__YOUR OBJECTIVE__. Would you transcribe the line that holds "fn fill_bytes(&mut self, dest: &mut" and all the lines below it, through the final one, exactly and with nothing else?

Dataset items
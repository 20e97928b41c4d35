//! Random number generation utilities.
//!
//! The simulator never needs cryptographic randomness; it needs *repeatable*
//! randomness, so that an experiment run is fully determined by its seed.

#[cfg(any(test, feature = "test-utils"))]
use proptest::{
    arbitrary::{any, Arbitrary},
    strategy::{BoxedStrategy, Strategy},
};
use rand_core::le::read_u32_into;
pub use rand_core::{RngCore, SeedableRng};

/// A succinct trait alias for the RNG flavor used throughout the simulator.
pub trait WeakRng: RngCore {}

impl<R: RngCore> WeakRng for R {}

/// Sample a uniform `u64` in the inclusive range `[0, max]`.
//
// Widening-multiply range reduction; bias is at most (max+1)/2^64 per draw.
pub fn sample_inclusive(rng: &mut impl WeakRng, max: u64) -> u64 {
    if max == u64::MAX {
        return rng.next_u64();
    }
    let bound = u128::from(max) + 1;
    ((u128::from(rng.next_u64()) * bound) >> 64) as u64
}

/// A small, fast, _non-cryptographic_ rng with decent statistical properties.
/// Used to sample ground-truth channel liquidity and as a deterministic RNG
/// for tests.
///
/// The implementation is the same as [`Xoroshiro64Star`].
///
/// [`Xoroshiro64Star`]: https://github.com/rust-random/rngs/blob/master/rand_xoshiro/src/xoroshiro64star.rs
#[derive(Clone, Debug)]
pub struct SmallRng {
    s0: u32,
    s1: u32,
}

impl SmallRng {
    pub fn new() -> Self {
        Self {
            s0: 0xdeadbeef,
            s1: 0xf00baa44,
        }
    }

    pub fn from_u64(s: u64) -> Self {
        Self::seed_from_u64(s)
    }
}

impl Default for SmallRng {
    fn default() -> Self {
        Self::new()
    }
}

impl RngCore for SmallRng {
    #[inline]
    fn next_u32(&mut self) -> u32 {
        let r = self.s0.wrapping_mul(0x9e3779bb);
        self.s1 ^= self.s0;
        self.s0 = self.s0.rotate_left(26) ^ self.s1 ^ (self.s1 << 9);
        self.s1 = self.s1.rotate_left(13);
        r
    }

    #[inline]
    fn next_u64(&mut self) -> u64 {
        rand_core::impls::next_u64_via_u32(self)
    }

    #[inline]
    fn fill_bytes(&mut self, dest: &mut [u8]) {
        rand_core::impls::fill_bytes_via_next(self, dest);
    }

    #[inline]
    fn try_fill_bytes(
        &mut self,
        dest: &mut [u8],
    ) -> Result<(), rand_core::Error> {
        self.fill_bytes(dest);
        Ok(())
    }
}

impl SeedableRng for SmallRng {
    type Seed = [u8; 8];

    fn from_seed(seed: Self::Seed) -> Self {
        // zero is a pathological case for Xoroshiro64Star, just map it to
        // the default seed
        if seed == [0u8; 8] {
            Self::new()
        } else {
            let mut parts = [0u32, 0u32];
            read_u32_into(&seed, &mut parts);
            Self {
                s0: parts[0],
                s1: parts[1],
            }
        }
    }
}

#[cfg(any(test, feature = "test-utils"))]
impl Arbitrary for SmallRng {
    type Parameters = ();
    type Strategy = BoxedStrategy<Self>;

    fn arbitrary_with(_args: Self::Parameters) -> Self::Strategy {
        // We use `no_shrink` here since shrinking an RNG seed won't produce
        // "simpler" output samples. This setting lets `proptest` know not to
        // waste time trying to shrink the rng seed.
        any::<[u8; 8]>()
            .no_shrink()
            .prop_map(SmallRng::from_seed)
            .boxed()
    }
}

__SOLUTION FOR THIS EXERCISE__.
    fn fill_bytes(&mut self, dest: &mut [u8]) {
        rand_core::impls::fill_bytes_via_next(self, dest);
    }

    #[inline]
    fn try_fill_bytes(
        &mut self,
        dest: &mut [u8],
    ) -> Result<(), rand_core::Error> {
        self.fill_bytes(dest);
        Ok(())
    }
}

impl SeedableRng for SmallRng {
    type Seed = [u8; 8];

    fn from_seed(seed: Self::Seed) -> Self {
        // zero is a pathological case for Xoroshiro64Star, just map it to
        // the default seed
        if seed == [0u8; 8] {
            Self::new()
        } else {
            let mut parts = [0u32, 0u32];
            read_u32_into(&seed, &mut parts);
            Self {
                s0: parts[0],
                s1: parts[1],
            }
        }
    }
}

#[cfg(any(test, feature = "test-utils"))]
impl Arbitrary for SmallRng {
    type Parameters = ();
    type Strategy = BoxedStrategy<Self>;

    fn arbitrary_with(_args: Self::Parameters) -> Self::Strategy {
        // We use `no_shrink` here since shrinking an RNG seed won't produce
        // "simpler" output samples. This setting lets `proptest` know not to
        // waste time trying to shrink the rng seed.
        any::<[u8; 8]>()
            .no_shrink()
            .prop_map(SmallRng::from_seed)
            .boxed()
    }
}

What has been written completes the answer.